Inconsistency in judging is when a judge puts up entirely different styles of dogs in a given entry. For example, first place goes to a large, longish backed red dog, with sparse coat. Second place to a smaller,short backed light coloredd dog with a fluffy coat. Third place is a moderate, medium gold dog, and fourth place to a smallish dark gold dog with a very wavy coat. (This is an extreme and hypothetical example, to illustrate inconsistency.) Consistency is when a judge selects 4 dogs, all of similar style - for example I was in a ring where 2 littermates and a third half sibling were in 1st, 2nd and 4th. (no, the judge did NOT know them). They were nearly identical dogs. The 3rd place dog was of a very similar style.


----------



## Sally's Mom (Sep 20, 2010)

However, I have to say my bugaboo is "rolly toplines."


----------



## Pointgold (Jun 6, 2007)

Sally's Mom said:


> However, I have to say my bugaboo is "rolly toplines." Part of the reason is that my genetics produce straight toplines.


 
Straight toplines can still roll, especially when puppies...
Goldens (and other sporting dogs that swim) are going to have a bit of a "fat pad" on the topline - it is protective, and bouyant. It will have a tendency to roll a bit while the dog is still young, or if a dog is truly overweight and/or not in condition.


----------



## HiTideGoldens (Dec 29, 2009)

Pointgold said:


> Inconsistency in judging is when a judge puts up entirely different styles of dogs in a given entry. For example, first place goes to a large, longish backed red dog, with sparse coat. Second place to a smaller,short backed light coloredd dog with a fluffy coat. Third place is a moderate, medium gold dog, and fourth place to a smallish dark gold dog with a very wavy coat. (This is an extreme and hypothetical example, to illustrate inconsistency.) Consistency is when a judge selects 4 dogs, all of similar style - for example I was in a ring where 2 littermates and a third half sibling were in 1st, 2nd and 4th. (no, the judge did NOT know them). They were nearly identical dogs. The 3rd place dog was of a very similar style.

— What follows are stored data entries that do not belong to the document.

//! Registered accounts
//!
//! Accounts are kept per role in registration order (the order `getAllUsers`
//! reports them in); a name index resolves any username to its role.

use std::collections::HashMap;
use std::sync::Arc;
use wave_core::{Announcement, Event, Merch, PlaylistKey, Song, UserRecord, UserRole, WaveError};
use wave_playback::{PlaybackSession, SessionConfig};

use crate::error::{EngineError, Result};
use crate::navigation::NavigationStack;
use crate::search::SearchState;

/// A normal user: listens, browses and builds playlists
#[derive(Debug, Clone)]
pub struct Listener {
    /// Unique username
    pub username: String,
    /// Age in years
    pub age: u32,
    /// City of residence
    pub city: String,

    /// Subscribed to premium
    pub premium: bool,
    /// Connected; offline listeners' clocks are frozen
    pub online: bool,

    /// Player
    pub session: PlaybackSession,
    /// Page history
    pub pages: NavigationStack,
    /// Search results and selection
    pub search: SearchState,

    /// Liked songs in like order
    pub liked: Vec<Arc<Song>>,
    /// Followed playlists in follow order
    pub following: Vec<PlaylistKey>,
    /// Names of bought merch in purchase order
    pub merch: Vec<String>,
}

impl Listener {
    fn new(record: UserRecord, session: SessionConfig) -> Self {
        Self {
            username: record.username,
            age: record.age,
            city: record.city,
            premium: false,
            online: true,
            session: PlaybackSession::new(session),
            pages: NavigationStack::new(),
            search: SearchState::default(),
            liked: Vec::new(),
            following: Vec::new(),
            merch: Vec::new(),
        }
    }
}

/// An artist account and the content shown on its page
#[derive(Debug, Clone)]
pub struct ArtistProfile {
    /// Unique username
    pub username: String,
    /// Age in years
    pub age: u32,
    /// City of residence
    pub city: String,
    /// Announced events
    pub events: Vec<Event>,
    /// Merchandise on sale
    pub merch: Vec<Merch>,
}

/// A host account and its announcements
#[derive(Debug, Clone)]
pub struct HostProfile {
    /// Unique username
    pub username: String,
    /// Age in years
    pub age: u32,
    /// City of residence
    pub city: String,
    /// Announcements in posting order
    pub announcements: Vec<Announcement>,
}

/// Every registered account
#[derive(Debug, Clone, Default)]
pub struct UserDirectory {
    listeners: Vec<Listener>,
    artists: Vec<ArtistProfile>,
    hosts: Vec<HostProfile>,
    index: HashMap<String, (UserRole, usize)>,
}

impl UserDirectory {
    /// Create an empty directory
    pub fn new() -> Self {
        Self::default()
    }

    /// Register an account
    pub fn add(&mut self, record: UserRecord, session: SessionConfig) -> Result<UserRole> {
        if self.index.contains_key(&record.username) {
            return Err(EngineError::UsernameTaken(record.username));
        }

        let role = record.role;
        let slot = match role {
            UserRole::Listener => {
                self.listeners.push(Listener::new(record.clone(), session));
                self.listeners.len() - 1
            }
            UserRole::Artist => {
                self.artists.push(ArtistProfile {
                    username: record.username.clone(),
                    age: record.age,
                    city: record.city.clone(),
                    events: Vec::new(),
                    merch: Vec::new(),
                });
                self.artists.len() - 1
            }
            UserRole::Host => {
                self.hosts.push(HostProfile {
                    username: record.username.clone(),
                    age: record.age,
                    city: record.city.clone(),
                    announcements: Vec::new(),
                });
                self.hosts.len() - 1
            }
        };
        self.index.insert(record.username, (role, slot));
        Ok(role)
    }

    /// Role of `username`, if registered
    pub fn role(&self, username: &str) -> Option<UserRole> {
        self.index.get(username).map(|&(role, _)| role)
    }

    fn slot(&self, username: &str, expected: UserRole) -> Result<usize> {
        match self.index.get(username) {
            None => Err(WaveError::not_found(username).into()),
            Some(&(role, slot)) if role == expected => Ok(slot),
            Some(_) => Err(WaveError::wrong_role(username, expected).into()),
        }
    }

    /// Listener named `username`
    pub fn listener(&self, username: &str) -> Result<&Listener> {
        let slot = self.slot(username, UserRole::Listener)?;
        Ok(&self.listeners[slot])
    }

    /// Mutable listener named `username`
    pub fn listener_mut(&mut self, username: &str) -> Result<&mut Listener> {
        let slot = self.slot(username, UserRole::Listener)?;
        Ok(&mut self.listeners[slot])
    }

    /// Listener named `username`, rejected while offline
    pub fn online_listener_mut(&mut self, username: &str) -> Result<&mut Listener> {
        let listener = self.listener_mut(username)?;
        if listener.online {
            Ok(listener)
        } else {
            Err(EngineError::Offline(listener.username.clone()))
        }
    }

    /// Artist named `username`
    pub fn artist(&self, username: &str) -> Result<&ArtistProfile> {
        let slot = self.slot(username, UserRole::Artist)?;
        Ok(&self.artists[slot])
    }

    /// Mutable artist named `username`
    pub fn artist_mut(&mut self, username: &str) -> Result<&mut ArtistProfile> {
        let slot = self.slot(username, UserRole::Artist)?;
        Ok(&mut self.artists[slot])
    }

    /// Host named `username`
    pub fn host(&self, username: &str) -> Result<&HostProfile> {
        let slot = self.slot(username, UserRole::Host)?;
        Ok(&self.hosts[slot])
    }

    /// Mutable host named `username`
    pub fn host_mut(&mut self, username: &str) -> Result<&mut HostProfile> {
        let slot = self.slot(username, UserRole::Host)?;
        Ok(&mut self.hosts[slot])
    }

    /// Listeners in registration order
    pub fn listeners(&self) -> &[Listener] {
        &self.listeners
    }

    /// Mutable listeners in registration order
    pub fn listeners_mut(&mut self) -> impl Iterator<Item = &mut Listener> {
        self.listeners.iter_mut()
    }

    /// Artists in registration order
    pub fn artists(&self) -> &[ArtistProfile] {
        &self.artists
    }

    /// Hosts in registration order
    pub fn hosts(&self) -> &[HostProfile] {
        &self.hosts
    }

    /// Every username: listeners, then artists, then hosts
    pub fn all_usernames(&self) -> Vec<&str> {
        self.listeners
            .iter()
            .map(|l| l.username.as_str())
            .chain(self.artists.iter().map(|a| a.username.as_str()))
            .chain(self.hosts.iter().map(|h| h.username.as_str()))
            .collect()
    }
}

Right. It just seems to me that the OP's gripe was that a dog he felt was not a good representative of the breed beat his/her dog. And there was another post about a dog getting dumped one day when the dog had done well previous days. against the same group of dogs. There wasn't any mention of inconsistency with the individual judges (as the title of the thread would suggest), but an inconsistency in the placement of a particular dog over several days of showing. It just seems to me that one either plays the game and accepts that will happen, or don't show dogs.


----------



## golden_eclipse (Apr 1, 2011)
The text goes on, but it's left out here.